What is expected :: Search the records for the string "TimerTaskInfo" and return each line that has it.

Records drawn from a dataset
::::::::::
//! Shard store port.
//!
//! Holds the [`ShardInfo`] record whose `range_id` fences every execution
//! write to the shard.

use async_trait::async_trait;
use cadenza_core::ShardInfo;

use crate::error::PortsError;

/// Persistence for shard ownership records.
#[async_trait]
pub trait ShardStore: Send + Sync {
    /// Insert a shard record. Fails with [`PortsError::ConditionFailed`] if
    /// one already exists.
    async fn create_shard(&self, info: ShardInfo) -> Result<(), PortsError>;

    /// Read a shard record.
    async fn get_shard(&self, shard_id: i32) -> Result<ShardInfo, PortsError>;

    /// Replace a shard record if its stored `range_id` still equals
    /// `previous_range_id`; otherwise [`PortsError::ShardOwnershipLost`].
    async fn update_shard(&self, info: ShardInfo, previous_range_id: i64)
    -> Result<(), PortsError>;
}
::::::::::
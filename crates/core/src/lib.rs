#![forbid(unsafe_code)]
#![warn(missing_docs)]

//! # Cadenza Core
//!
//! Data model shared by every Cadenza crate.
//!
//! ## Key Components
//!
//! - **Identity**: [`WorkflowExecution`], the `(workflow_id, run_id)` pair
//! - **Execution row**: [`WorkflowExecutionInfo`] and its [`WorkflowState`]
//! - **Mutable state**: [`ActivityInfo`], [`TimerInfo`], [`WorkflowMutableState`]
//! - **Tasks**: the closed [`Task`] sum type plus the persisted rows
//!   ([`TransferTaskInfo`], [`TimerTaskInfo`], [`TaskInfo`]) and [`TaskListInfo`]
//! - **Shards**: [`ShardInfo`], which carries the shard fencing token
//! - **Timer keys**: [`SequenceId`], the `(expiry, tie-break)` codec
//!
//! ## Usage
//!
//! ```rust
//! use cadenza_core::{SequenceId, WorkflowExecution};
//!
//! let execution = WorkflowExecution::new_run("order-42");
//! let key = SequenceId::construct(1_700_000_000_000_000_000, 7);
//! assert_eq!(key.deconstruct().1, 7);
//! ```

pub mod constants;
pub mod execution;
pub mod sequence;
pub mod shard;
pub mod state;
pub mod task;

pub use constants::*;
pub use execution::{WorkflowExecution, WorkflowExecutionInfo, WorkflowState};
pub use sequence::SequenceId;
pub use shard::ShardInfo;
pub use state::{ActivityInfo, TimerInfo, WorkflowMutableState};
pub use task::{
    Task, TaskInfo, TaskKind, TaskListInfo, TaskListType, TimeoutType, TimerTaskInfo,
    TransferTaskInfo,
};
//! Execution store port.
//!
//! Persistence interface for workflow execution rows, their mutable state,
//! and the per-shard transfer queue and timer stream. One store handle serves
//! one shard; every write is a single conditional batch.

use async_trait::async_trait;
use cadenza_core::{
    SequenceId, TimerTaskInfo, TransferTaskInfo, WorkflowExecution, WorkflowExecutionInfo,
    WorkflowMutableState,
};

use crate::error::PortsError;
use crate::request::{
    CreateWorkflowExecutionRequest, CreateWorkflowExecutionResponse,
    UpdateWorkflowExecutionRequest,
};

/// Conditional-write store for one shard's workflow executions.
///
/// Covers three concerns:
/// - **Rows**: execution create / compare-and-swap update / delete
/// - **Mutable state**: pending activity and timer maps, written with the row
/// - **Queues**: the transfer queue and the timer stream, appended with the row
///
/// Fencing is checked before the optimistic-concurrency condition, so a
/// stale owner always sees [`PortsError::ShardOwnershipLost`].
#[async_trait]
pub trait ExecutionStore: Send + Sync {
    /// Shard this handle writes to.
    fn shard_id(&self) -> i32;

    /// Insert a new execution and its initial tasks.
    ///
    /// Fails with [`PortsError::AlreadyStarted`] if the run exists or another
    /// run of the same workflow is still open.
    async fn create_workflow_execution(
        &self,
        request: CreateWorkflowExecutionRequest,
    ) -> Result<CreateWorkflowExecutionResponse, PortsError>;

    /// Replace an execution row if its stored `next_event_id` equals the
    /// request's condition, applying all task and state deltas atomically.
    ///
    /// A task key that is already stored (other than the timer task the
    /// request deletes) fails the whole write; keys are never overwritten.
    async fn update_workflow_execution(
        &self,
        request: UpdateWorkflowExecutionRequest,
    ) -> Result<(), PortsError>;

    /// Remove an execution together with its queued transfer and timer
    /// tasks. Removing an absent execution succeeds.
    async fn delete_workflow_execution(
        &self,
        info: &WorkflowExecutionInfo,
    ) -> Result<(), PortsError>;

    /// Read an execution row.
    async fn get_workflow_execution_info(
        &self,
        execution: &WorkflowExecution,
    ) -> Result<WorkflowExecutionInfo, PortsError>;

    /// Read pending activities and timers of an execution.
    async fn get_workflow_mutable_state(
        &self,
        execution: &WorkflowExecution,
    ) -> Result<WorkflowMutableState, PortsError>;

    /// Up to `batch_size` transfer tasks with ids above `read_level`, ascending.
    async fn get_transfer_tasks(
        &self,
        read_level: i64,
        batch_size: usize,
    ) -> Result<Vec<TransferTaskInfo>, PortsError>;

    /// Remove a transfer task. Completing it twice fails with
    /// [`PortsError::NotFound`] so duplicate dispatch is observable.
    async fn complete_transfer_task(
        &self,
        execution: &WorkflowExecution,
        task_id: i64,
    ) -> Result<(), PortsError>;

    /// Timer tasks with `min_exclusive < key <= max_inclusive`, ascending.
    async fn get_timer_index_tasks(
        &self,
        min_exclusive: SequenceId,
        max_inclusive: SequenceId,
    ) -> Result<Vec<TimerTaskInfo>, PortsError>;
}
::::::::::
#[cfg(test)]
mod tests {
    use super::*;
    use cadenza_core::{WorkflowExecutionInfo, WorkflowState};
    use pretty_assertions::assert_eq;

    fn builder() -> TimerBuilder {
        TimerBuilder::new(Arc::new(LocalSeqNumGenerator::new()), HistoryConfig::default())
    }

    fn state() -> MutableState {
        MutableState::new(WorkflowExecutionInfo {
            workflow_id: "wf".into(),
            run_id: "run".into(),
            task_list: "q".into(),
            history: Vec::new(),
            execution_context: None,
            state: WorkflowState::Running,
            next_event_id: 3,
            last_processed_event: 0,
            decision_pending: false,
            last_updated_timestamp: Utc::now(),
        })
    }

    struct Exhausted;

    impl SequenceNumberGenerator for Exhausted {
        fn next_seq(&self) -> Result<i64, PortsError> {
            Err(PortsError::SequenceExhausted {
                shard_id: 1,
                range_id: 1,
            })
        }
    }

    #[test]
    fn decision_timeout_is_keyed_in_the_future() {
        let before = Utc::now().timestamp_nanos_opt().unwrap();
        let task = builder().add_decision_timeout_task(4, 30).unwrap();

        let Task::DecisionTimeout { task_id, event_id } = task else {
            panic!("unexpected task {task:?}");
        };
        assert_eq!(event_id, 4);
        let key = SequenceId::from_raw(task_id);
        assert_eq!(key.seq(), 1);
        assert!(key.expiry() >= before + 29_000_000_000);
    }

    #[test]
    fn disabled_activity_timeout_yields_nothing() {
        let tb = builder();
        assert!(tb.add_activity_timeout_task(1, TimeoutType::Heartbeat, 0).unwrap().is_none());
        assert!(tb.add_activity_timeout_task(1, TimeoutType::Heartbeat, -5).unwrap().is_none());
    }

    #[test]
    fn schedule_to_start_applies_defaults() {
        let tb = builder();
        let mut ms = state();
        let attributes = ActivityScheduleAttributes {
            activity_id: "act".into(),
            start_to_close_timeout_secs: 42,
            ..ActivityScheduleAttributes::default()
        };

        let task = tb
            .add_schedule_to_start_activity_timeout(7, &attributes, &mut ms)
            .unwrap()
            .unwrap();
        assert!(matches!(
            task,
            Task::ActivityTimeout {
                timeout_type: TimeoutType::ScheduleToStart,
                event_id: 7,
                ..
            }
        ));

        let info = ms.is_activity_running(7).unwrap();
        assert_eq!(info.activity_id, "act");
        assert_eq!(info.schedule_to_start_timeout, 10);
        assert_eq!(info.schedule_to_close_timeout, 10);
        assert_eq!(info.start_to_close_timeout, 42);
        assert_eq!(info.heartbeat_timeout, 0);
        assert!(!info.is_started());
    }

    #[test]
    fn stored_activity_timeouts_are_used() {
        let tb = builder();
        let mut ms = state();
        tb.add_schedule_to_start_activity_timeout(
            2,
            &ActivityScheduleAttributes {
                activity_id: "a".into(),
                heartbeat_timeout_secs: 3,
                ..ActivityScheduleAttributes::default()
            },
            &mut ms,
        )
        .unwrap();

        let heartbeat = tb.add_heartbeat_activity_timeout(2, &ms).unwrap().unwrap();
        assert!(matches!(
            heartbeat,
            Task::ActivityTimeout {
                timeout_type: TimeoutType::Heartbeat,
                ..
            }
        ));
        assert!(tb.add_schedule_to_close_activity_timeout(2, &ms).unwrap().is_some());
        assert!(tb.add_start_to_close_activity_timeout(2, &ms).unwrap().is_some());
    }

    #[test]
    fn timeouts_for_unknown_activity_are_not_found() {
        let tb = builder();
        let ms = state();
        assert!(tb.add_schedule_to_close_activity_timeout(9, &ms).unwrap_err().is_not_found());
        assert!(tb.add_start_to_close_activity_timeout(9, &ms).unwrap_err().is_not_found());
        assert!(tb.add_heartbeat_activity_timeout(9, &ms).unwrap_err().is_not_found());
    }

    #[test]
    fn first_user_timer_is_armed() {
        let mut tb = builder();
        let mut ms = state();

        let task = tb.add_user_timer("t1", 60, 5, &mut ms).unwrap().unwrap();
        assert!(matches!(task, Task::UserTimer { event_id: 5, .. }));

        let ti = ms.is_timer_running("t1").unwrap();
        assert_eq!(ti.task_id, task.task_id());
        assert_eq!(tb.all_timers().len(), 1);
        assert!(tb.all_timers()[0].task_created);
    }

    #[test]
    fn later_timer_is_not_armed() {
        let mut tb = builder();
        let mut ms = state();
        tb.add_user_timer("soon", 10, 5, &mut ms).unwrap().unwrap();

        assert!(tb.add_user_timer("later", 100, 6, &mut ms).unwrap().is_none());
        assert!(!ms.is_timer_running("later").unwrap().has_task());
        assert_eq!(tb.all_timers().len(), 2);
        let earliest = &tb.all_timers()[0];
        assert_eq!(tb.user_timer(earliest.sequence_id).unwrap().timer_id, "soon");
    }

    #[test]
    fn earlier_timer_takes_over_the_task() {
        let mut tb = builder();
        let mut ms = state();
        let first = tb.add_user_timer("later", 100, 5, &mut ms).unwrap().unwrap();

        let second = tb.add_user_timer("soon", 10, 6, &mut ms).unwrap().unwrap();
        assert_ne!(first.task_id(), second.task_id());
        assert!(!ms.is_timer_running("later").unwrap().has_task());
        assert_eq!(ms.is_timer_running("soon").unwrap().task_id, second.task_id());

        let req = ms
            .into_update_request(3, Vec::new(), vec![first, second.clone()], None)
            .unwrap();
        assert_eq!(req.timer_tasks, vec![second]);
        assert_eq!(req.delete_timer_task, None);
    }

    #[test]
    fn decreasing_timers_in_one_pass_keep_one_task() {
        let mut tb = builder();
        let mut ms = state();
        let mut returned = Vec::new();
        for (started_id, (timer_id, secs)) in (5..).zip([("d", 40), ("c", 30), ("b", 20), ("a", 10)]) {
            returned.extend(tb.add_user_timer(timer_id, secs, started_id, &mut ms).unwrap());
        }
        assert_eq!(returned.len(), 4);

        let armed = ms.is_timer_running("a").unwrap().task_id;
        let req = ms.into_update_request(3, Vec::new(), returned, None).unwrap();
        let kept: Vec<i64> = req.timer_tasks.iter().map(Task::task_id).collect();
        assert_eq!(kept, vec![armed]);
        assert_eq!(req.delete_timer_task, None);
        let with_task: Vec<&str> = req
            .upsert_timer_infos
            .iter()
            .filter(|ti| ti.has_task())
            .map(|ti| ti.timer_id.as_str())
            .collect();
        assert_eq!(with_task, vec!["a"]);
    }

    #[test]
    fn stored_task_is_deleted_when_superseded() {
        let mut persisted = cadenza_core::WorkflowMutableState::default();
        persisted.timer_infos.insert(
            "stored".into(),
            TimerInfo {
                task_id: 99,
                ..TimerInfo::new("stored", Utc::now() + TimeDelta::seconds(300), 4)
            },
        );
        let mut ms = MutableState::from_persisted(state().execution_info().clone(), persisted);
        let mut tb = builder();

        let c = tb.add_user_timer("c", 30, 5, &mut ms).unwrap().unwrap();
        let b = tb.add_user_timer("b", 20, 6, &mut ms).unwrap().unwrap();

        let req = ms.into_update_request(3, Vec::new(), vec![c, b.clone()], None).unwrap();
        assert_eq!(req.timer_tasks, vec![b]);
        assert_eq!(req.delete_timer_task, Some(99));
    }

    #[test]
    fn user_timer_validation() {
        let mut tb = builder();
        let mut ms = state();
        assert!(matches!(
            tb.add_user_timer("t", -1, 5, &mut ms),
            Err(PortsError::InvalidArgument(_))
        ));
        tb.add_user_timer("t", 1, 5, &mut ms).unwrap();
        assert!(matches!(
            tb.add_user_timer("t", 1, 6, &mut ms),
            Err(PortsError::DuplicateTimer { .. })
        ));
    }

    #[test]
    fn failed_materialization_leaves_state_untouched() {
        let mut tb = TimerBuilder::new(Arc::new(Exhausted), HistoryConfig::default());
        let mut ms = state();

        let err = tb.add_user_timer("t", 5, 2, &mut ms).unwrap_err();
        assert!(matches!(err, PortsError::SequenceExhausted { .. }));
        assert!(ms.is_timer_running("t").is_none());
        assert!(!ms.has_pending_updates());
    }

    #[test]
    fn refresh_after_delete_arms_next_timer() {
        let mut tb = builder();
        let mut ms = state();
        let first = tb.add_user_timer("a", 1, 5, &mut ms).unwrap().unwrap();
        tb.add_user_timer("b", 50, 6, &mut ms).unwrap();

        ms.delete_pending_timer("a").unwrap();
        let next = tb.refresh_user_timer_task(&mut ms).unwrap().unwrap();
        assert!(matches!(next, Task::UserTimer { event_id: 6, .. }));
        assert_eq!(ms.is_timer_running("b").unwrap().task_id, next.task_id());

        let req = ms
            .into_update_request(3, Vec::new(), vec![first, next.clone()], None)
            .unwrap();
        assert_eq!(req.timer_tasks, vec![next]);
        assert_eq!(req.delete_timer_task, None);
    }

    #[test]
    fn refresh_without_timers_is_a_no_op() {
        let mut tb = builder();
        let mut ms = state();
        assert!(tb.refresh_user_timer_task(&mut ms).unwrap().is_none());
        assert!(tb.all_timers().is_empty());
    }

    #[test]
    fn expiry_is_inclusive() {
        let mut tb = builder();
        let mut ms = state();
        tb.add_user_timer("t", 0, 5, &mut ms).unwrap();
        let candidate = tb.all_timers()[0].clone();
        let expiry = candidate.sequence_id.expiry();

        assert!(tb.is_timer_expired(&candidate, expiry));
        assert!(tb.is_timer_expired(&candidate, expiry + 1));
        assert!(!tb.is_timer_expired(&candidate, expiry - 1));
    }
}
::::::::::
Answer for the task ::
//!   ([`TransferTaskInfo`], [`TimerTaskInfo`], [`TaskInfo`]) and [`TaskListInfo`]
    Task, TaskInfo, TaskKind, TaskListInfo, TaskListType, TimeoutType, TimerTaskInfo,
    SequenceId, TimerTaskInfo, TransferTaskInfo, WorkflowExecution, WorkflowExecutionInfo,
    ) -> Result<Vec<TimerTaskInfo>, PortsError>;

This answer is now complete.